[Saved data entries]

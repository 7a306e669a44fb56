//! Smart scheduler: per-employer tumbling-window batching.
//!
//! Freshly ingested requests are buffered per employer. Once the window
//! expires, the sweeper drains the buffer atomically (rename to a
//! processing key so concurrent appends are never lost), sorts it by
//! financial effect, and republishes in priority order. Deletions release
//! funds, so they run ahead of additions from the same window, maximising
//! the chance later additions clear without parking.

use crate::error::EngineResult;
use crate::model::EndorsementType;
use crate::topics;
use ems_connectors::bus::{HEADER_EMPLOYER_ID, HEADER_SOURCE, HEADER_TRACE_ID};
use ems_connectors::{BusMessage, BusProducer, Clock, KvStore};
use metrics::counter;
use serde_json::Value;
use std::sync::Arc;
use std::time::Duration;
use tokio::task::JoinHandle;
use tracing::{error, info, warn};

const ACTIVE_SET_KEY: &str = "scheduler:active_employers";
const SOURCE: &str = "smart_scheduler";

fn queue_key(employer_id: &str) -> String {
    format!("scheduler:queue:{employer_id}")
}

fn window_key(employer_id: &str) -> String {
    format!("scheduler:window:{employer_id}")
}

/// Buffers, prioritises, and schedules endorsement requests
pub struct SmartScheduler {
    kv: Arc<dyn KvStore>,
    bus: Arc<dyn BusProducer>,
    clock: Arc<dyn Clock>,
    window_seconds: u64,
}

impl SmartScheduler {
    pub fn new(
        kv: Arc<dyn KvStore>,
        bus: Arc<dyn BusProducer>,
        clock: Arc<dyn Clock>,
        window_seconds: u64,
    ) -> Self {
        Self {
            kv,
            bus,
            clock,
            window_seconds,
        }
    }

    /// Add one request to the employer's processing buffer
    pub async fn buffer_request(&self, employer_id: &str, request: &Value) -> EngineResult<()> {
        self.buffer_batch(employer_id, std::slice::from_ref(request))
            .await
    }

    /// Add multiple requests to the employer's processing buffer
    pub async fn buffer_batch(&self, employer_id: &str, requests: &[Value]) -> EngineResult<()> {
        if requests.is_empty() {
            return Ok(());
        }

        let serialized: Vec<String> = requests.iter().map(|r| r.to_string()).collect();
        self.kv.rpush(&queue_key(employer_id), &serialized).await?;
        self.kv.sadd(ACTIVE_SET_KEY, employer_id).await?;

        let window = window_key(employer_id);
        if self.kv.get(&window).await?.is_none() {
            let expiry = self.clock.epoch_secs() + self.window_seconds;
            // SET NX so a concurrent buffer_request cannot move the expiry
            let started = self
                .kv
                .set_nx(&window, &expiry.to_string(), Some(self.window_seconds))
                .await?;
            if started {
                info!(
                    employer_id,
                    window_seconds = self.window_seconds,
                    "scheduler_window_started"
                );
            }
        }
        Ok(())
    }

    /// Visit every active employer and drain those whose windows expired.
    /// Returns the number of batches processed.
    pub async fn process_ready_windows(&self) -> EngineResult<usize> {
        let active = self.kv.smembers(ACTIVE_SET_KEY).await?;
        let now = self.clock.epoch_secs();

        let mut processed = 0;
        for employer_id in active {
            let should_process = match self.kv.get(&window_key(&employer_id)).await? {
                // Window key gone but still in the active set: drain now
                None => true,
                Some(expiry) => expiry.parse::<u64>().map_or(true, |at| now >= at),
            };
            if should_process {
                self.process_batch(&employer_id).await?;
                processed += 1;
            }
        }
        Ok(processed)
    }

    async fn process_batch(&self, employer_id: &str) -> EngineResult<()> {
        let queue = queue_key(employer_id);
        let window = window_key(employer_id);
        let processing = format!(
            "scheduler:processing:{employer_id}:{}",
            self.clock.epoch_secs()
        );

        if !self.kv.exists(&queue).await? {
            // Nothing buffered; clean up the bookkeeping
            self.kv.delete(&window).await?;
            self.kv.srem(ACTIVE_SET_KEY, employer_id).await?;
            return Ok(());
        }

        // RENAME locks the current items away from concurrent appends
        if let Err(e) = self.kv.rename(&queue, &processing).await {
            warn!(employer_id, error = %e, "scheduler_rename_failed");
            return Ok(());
        }

        self.kv.delete(&window).await?;
        self.kv.srem(ACTIVE_SET_KEY, employer_id).await?;

        let items = self.kv.lrange_all(&processing).await?;
        self.kv.delete(&processing).await?;
        if items.is_empty() {
            return Ok(());
        }

        let mut requests: Vec<Value> = Vec::with_capacity(items.len());
        for item in items {
            match serde_json::from_str(&item) {
                Ok(value) => requests.push(value),
                Err(e) => {
                    error!(employer_id, error = %e, "scheduler_json_parse_error");
                }
            }
        }

        // Stable sort preserves FIFO arrival inside each priority class
        requests.sort_by_key(|req| {
            EndorsementType::priority_of(req.get("type").and_then(serde_json::Value::as_str).unwrap_or(""))
        });

        info!(
            employer_id,
            count = requests.len(),
            first_type = requests
                .first()
                .and_then(|r| r.get("type"))
                .and_then(serde_json::Value::as_str)
                .unwrap_or("N/A"),
            "scheduler_processing_batch"
        );

        for request in requests {
            self.publish_prioritized(employer_id, request).await;
        }
        Ok(())
    }

    /// Publish failures are logged, not retried: the authoritative record
    /// stays in the relational store and replay can re-drive the
    /// orchestrator.
    async fn publish_prioritized(&self, employer_id: &str, request: Value) {
        let endorsement_id = request
            .get("endorsement_id")
            .and_then(serde_json::Value::as_str)
            .map(|s| s.to_string());
        let trace_id = request
            .get("trace_id")
            .and_then(serde_json::Value::as_str)
            .unwrap_or("scheduler-generated")
            .to_string();

        let message = match BusMessage::json(
            topics::ENDORSEMENT_PRIORITIZED,
            endorsement_id.as_deref(),
            &request,
        ) {
            Ok(m) => m
                .with_header(HEADER_TRACE_ID, trace_id)
                .with_header(HEADER_EMPLOYER_ID, employer_id)
                .with_header(HEADER_SOURCE, SOURCE),
            Err(e) => {
                error!(employer_id, error = %e, "scheduler_serialize_failed");
                return;
            }
        };

        match self.bus.publish(message).await {
            Ok(()) => {
                counter!("ems_messages_produced_total", "topic" => topics::ENDORSEMENT_PRIORITIZED)
                    .increment(1);
            }
            Err(e) => {
                error!(
                    employer_id,
                    endorsement_id = endorsement_id.as_deref().unwrap_or("unknown"),
                    error = %e,
                    "scheduler_publish_failed"
                );
            }
        }
    }

    /// Periodic sweeper driving `process_ready_windows`
    pub fn spawn_sweeper(self: Arc<Self>, interval: Duration) -> JoinHandle<()> {
        tokio::spawn(async move {
            loop {
                tokio::time::sleep(interval).await;
                if let Err(e) = self.process_ready_windows().await {
                    error!(error = %e, "scheduler_sweep_failed");
                }
            }
        })
    }
}
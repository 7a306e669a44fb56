//! Bus topic names.

/// Freshly ingested requests, consumed by the smart scheduler
pub const ENDORSEMENT_INGESTED: &str = "endorsement.ingested";
/// Window output in priority order, consumed by the orchestrator
pub const ENDORSEMENT_PRIORITIZED: &str = "endorsement.prioritized";
/// Fund reservation commands, consumed by the ledger engine
pub const LEDGER_CHECK_FUNDS: &str = "ledger.check_funds";
/// Reservation outcomes, consumed by the orchestrator
pub const LEDGER_FUNDS_LOCKED: &str = "ledger.funds_locked";
/// Raised on every employer credit, consumed by hold-release
pub const LEDGER_BALANCE_INCREASED: &str = "ledger.balance_increased";
/// Outbound dispatch commands, consumed by the insurer gateway
pub const INSURER_REQUEST: &str = "insurer.request";
/// Delayed technical retries of dispatch commands
pub const INSURER_REQUEST_RETRY: &str = "insurer.request.retry";
/// Dead-lettered dispatches (business failures, exhausted retries)
pub const INSURER_REQUEST_DLQ: &str = "insurer.request.dlq";
/// Gateway outcomes of either flavour (the name is historical)
pub const INSURER_SUCCESS: &str = "insurer.success";
/// Terminal happy-path notifications
pub const ENDORSEMENT_COMPLETED: &str = "endorsement.completed";
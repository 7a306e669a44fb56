//! Error types for connector ports.

use thiserror::Error;

/// Result type for connector operations
pub type ConnectorResult<T> = Result<T, ConnectorError>;

/// Errors raised by the bus, KV, and document collaborators
#[derive(Debug, Error)]
pub enum ConnectorError {
    /// Key missing where the operation requires it (e.g. RENAME source)
    #[error("Key not found: {0}")]
    KeyNotFound(String),

    /// Operation applied to a key holding another value kind
    #[error("Wrong value kind at key {0}")]
    WrongKind(String),

    /// Bus publish or subscribe failure
    #[error("Bus error: {0}")]
    Bus(String),

    /// Document store failure
    #[error("Document store error: {0}")]
    Storage(String),

    /// Payload could not be serialized
    #[error("Serialization error: {0}")]
    Serialization(String),
}

impl From<serde_json::Error> for ConnectorError {
    fn from(err: serde_json::Error) -> Self {
        ConnectorError::Serialization(err.to_string())
    }
}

**Exercise aim**.
In the entries above, find the line with "pub const INSURER_REQUEST_DLQ: &str" and the line with "or subscribe failure", then restate word for word both of them and every line between, with nothing more.

**Written solution**.
pub const INSURER_REQUEST_DLQ: &str = "insurer.request.dlq";
/// Gateway outcomes of either flavour (the name is historical)
pub const INSURER_SUCCESS: &str = "insurer.success";
/// Terminal happy-path notifications
pub const ENDORSEMENT_COMPLETED: &str = "endorsement.completed";
repository 7a306e669a44fb56
//! Error types for connector ports.

use thiserror::Error;

/// Result type for connector operations
pub type ConnectorResult<T> = Result<T, ConnectorError>;

/// Errors raised by the bus, KV, and document collaborators
#[derive(Debug, Error)]
pub enum ConnectorError {
    /// Key missing where the operation requires it (e.g. RENAME source)
    #[error("Key not found: {0}")]
    KeyNotFound(String),

    /// Operation applied to a key holding another value kind
    #[error("Wrong value kind at key {0}")]
    WrongKind(String),

    /// Bus publish or subscribe failure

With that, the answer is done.